Directions –
Find every line with the string "PgOrderStore" in the material below and copy it.

Extracted data –

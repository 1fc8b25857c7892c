use async_trait::async_trait;
use chrono::{DateTime, Utc};
use rust_decimal::Decimal;
use serde_json::Value;
use sqlx::PgPool;
use uuid::Uuid;

use souq_core::error::{Error, Result};
use souq_core::gateway::PaymentStatus;
use souq_core::notify::Notification;
use souq_order::models::{
    AdminApproval, Address, Order, OrderItem, OrderTotals, PaymentRecord, VendorAssignment,
    VendorPayout,
};
use souq_order::repository::{AssignmentOutcome, OrderStore, PaymentClaim};

use crate::db_err;

pub struct PgOrderStore {
    pool: PgPool,
}

impl PgOrderStore {
    pub fn new(pool: PgPool) -> Self {
        Self { pool }
    }

    async fn order_id(&self, order_number: &str) -> Result<Option<Uuid>> {
        sqlx::query_scalar::<_, Uuid>("SELECT id FROM orders WHERE order_number = $1")
            .bind(order_number)
            .fetch_optional(&self.pool)
            .await
            .map_err(db_err)
    }
}

/// TEXT column <-> wire enum, going through the serde names so storage and
/// the API always agree on the strings
fn to_db<T: serde::Serialize>(value: &T) -> String {
    serde_json::to_value(value)
        .ok()
        .and_then(|v| v.as_str().map(ToOwned::to_owned))
        .unwrap_or_default()
}

fn from_db<T: serde::de::DeserializeOwned>(s: &str) -> Result<T> {
    serde_json::from_value(Value::String(s.to_string()))
        .map_err(|e| Error::internal(format!("unreadable stored value '{s}': {e}")))
}

fn json_col<T: serde::Serialize>(value: &T) -> Result<Value> {
    serde_json::to_value(value).map_err(Error::internal)
}

// Internal structs for type-safe querying
#[derive(sqlx::FromRow)]
struct OrderRow {
    id: Uuid,
    order_number: String,
    customer_id: String,
    status: String,
    subtotal: Decimal,
    tax: Decimal,
    shipping_cost: Decimal,
    service_charge: Decimal,
    discount: Decimal,
    total: Decimal,
    shipping_address: Value,
    billing_address: Value,
    approval_status: String,
    approval_decided_by: Option<String>,
    approval_decided_at: Option<DateTime<Utc>>,
    approval_note: Option<String>,
    payment_method: Option<String>,
    payment_status: String,
    transaction_id: Option<String>,
    payment_amount: Decimal,
    payment_session_opened_at: Option<DateTime<Utc>>,
    paid_at: Option<DateTime<Utc>>,
    cancelled_at: Option<DateTime<Utc>>,
    created_at: DateTime<Utc>,
    updated_at: DateTime<Utc>,
}

#[derive(sqlx::FromRow)]
struct OrderItemRow {
    id: Uuid,
    product_id: Uuid,
    vendor_id: Uuid,
    title: String,
    quantity: i32,
    unit_price: Decimal,
    total_price: Decimal,
    category_surcharge_rate: Decimal,
    status: String,
}

#[derive(sqlx::FromRow)]
struct AssignmentRow {
    vendor_id: Uuid,
    item_ids: Vec<Uuid>,
    status: String,
    rejection_reason: Option<String>,
    responded_at: Option<DateTime<Utc>>,
}

#[derive(sqlx::FromRow)]
struct NotificationRow {
    id: Uuid,
    kind: String,
    recipient: Value,
    message: String,
    is_read: bool,
    sent_at: DateTime<Utc>,
}
use chrono::{DateTime, Utc};
use rust_decimal::Decimal;
use serde::{Deserialize, Serialize};
use uuid::Uuid;

/// Per-line quantity cap
pub const MAX_LINE_QUANTITY: i32 = 10;

/// Cart-level pricing rules.
///
/// Category-specific surcharges are folded in at order creation, not here.
#[derive(Debug, Clone, Serialize, Deserialize)]
pub struct CartCharges {
    pub tax_rate: Decimal,
    pub service_charge_rate: Decimal,
    pub free_shipping_threshold: Decimal,
    pub flat_shipping_fee: Decimal,
}

impl Default for CartCharges {
    fn default() -> Self {
        Self {
            tax_rate: Decimal::new(5, 2),
            service_charge_rate: Decimal::new(5, 2),
            free_shipping_threshold: Decimal::new(1000, 0),
            flat_shipping_fee: Decimal::new(60, 0),
        }
    }
}

/// Candidate line item with a live price snapshot
#[derive(Debug, Clone, Serialize, Deserialize)]
pub struct CartItem {
    pub id: Uuid,
    pub product_id: Uuid,
    pub vendor_id: Uuid,
    pub title: String,
    pub quantity: i32,
    pub unit_price: Decimal,
    pub variant: Option<String>,
    pub category_surcharge_rate: Decimal,
    pub added_at: DateTime<Utc>,
    pub is_available: bool,
}

impl CartItem {
    pub fn line_total(&self) -> Decimal {
        self.unit_price * Decimal::from(self.quantity)
    }
}

/// Derived totals, recomputed whenever items change
#[derive(Debug, Clone, Default, Serialize, Deserialize, PartialEq, Eq)]
pub struct CartTotals {
    pub subtotal: Decimal,
    pub tax: Decimal,
    pub shipping_cost: Decimal,
    pub service_charge: Decimal,
    pub discount: Decimal,
    pub total: Decimal,
    pub item_count: i32,
}

/// Per-customer staging area; created lazily on first access
#[derive(Debug, Clone, Serialize, Deserialize)]
pub struct Cart {
    pub customer_id: String,
    pub items: Vec<CartItem>,
    pub discount: Decimal,
    pub totals: CartTotals,
    pub updated_at: DateTime<Utc>,
}

impl Cart {
    pub fn new(customer_id: impl Into<String>) -> Self {
        Self {
            customer_id: customer_id.into(),
            items: Vec::new(),
            discount: Decimal::ZERO,
            totals: CartTotals::default(),
            updated_at: Utc::now(),
        }
    }

    /// Recompute derived totals; called after every mutation
    pub fn recalculate(&mut self, charges: &CartCharges) {
        let subtotal: Decimal = self.items.iter().map(CartItem::line_total).sum();

        let tax = subtotal * charges.tax_rate;
        let shipping_cost = if self.items.is_empty() || subtotal > charges.free_shipping_threshold {
            Decimal::ZERO
        } else {
            charges.flat_shipping_fee
        };
        let service_charge = subtotal * charges.service_charge_rate;
        let total = (subtotal + tax + shipping_cost + service_charge - self.discount)
            .max(Decimal::ZERO);

        self.totals = CartTotals {
            subtotal,
            tax,
            shipping_cost,
            service_charge,
            discount: self.discount,
            total,
            item_count: self.items.iter().map(|i| i.quantity).sum(),
        };
        self.updated_at = Utc::now();
    }

    pub fn is_empty(&self) -> bool {
        self.items.is_empty()
    }
}

/// Validated, stock-checked snapshot of cart contents ready to become an order.
///
/// Immutable; the cart it came from is untouched until the order is durably
/// created.
#[derive(Debug, Clone, Serialize, Deserialize)]
pub struct OrderDraft {
    pub customer_id: String,
    pub items: Vec<DraftItem>,
    pub discount: Decimal,
}

#[derive(Debug, Clone, Serialize, Deserialize)]
pub struct DraftItem {
    pub product_id: Uuid,
    pub vendor_id: Uuid,
    pub title: String,
    pub quantity: i32,
    pub unit_price: Decimal,
    pub category_surcharge_rate: Decimal,
}

impl DraftItem {
    pub fn line_total(&self) -> Decimal {
        self.unit_price * Decimal::from(self.quantity)
    }
}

Exercise answer –
pub struct PgOrderStore {
impl PgOrderStore {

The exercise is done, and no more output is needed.